((
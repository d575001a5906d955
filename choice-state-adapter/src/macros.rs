#[cfg(feature = "tracing")]
macro_rules! ctrace {
    ($($tt:tt)*) => {
        tracing::trace!(target: "choice_state_adapter", $($tt)*)
    };
}

#[cfg(not(feature = "tracing"))]
macro_rules! ctrace {
    ($($tt:tt)*) => {};
}

#[cfg(feature = "tracing")]
macro_rules! cdebug {
    ($($tt:tt)*) => {
        tracing::debug!(target: "choice_state_adapter", $($tt)*)
    };
}

#[cfg(not(feature = "tracing"))]
macro_rules! cdebug {
    ($($tt:tt)*) => {};
}

#[cfg(feature = "tracing")]
macro_rules! cwarn {
    ($($tt:tt)*) => {
        tracing::warn!(target: "choice_state_adapter", $($tt)*)
    };
}

#[cfg(not(feature = "tracing"))]
macro_rules! cwarn {
    ($($tt:tt)*) => {};
}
))
• TASK REQUIREMENTS
Note every line of the records that holds the word "target", and copy it.

• WRITTEN ANSWER
        tracing::trace!(target: "choice_state_adapter", $($tt)*)
        tracing::debug!(target: "choice_state_adapter", $($tt)*)
        tracing::warn!(target: "choice_state_adapter", $($tt)*)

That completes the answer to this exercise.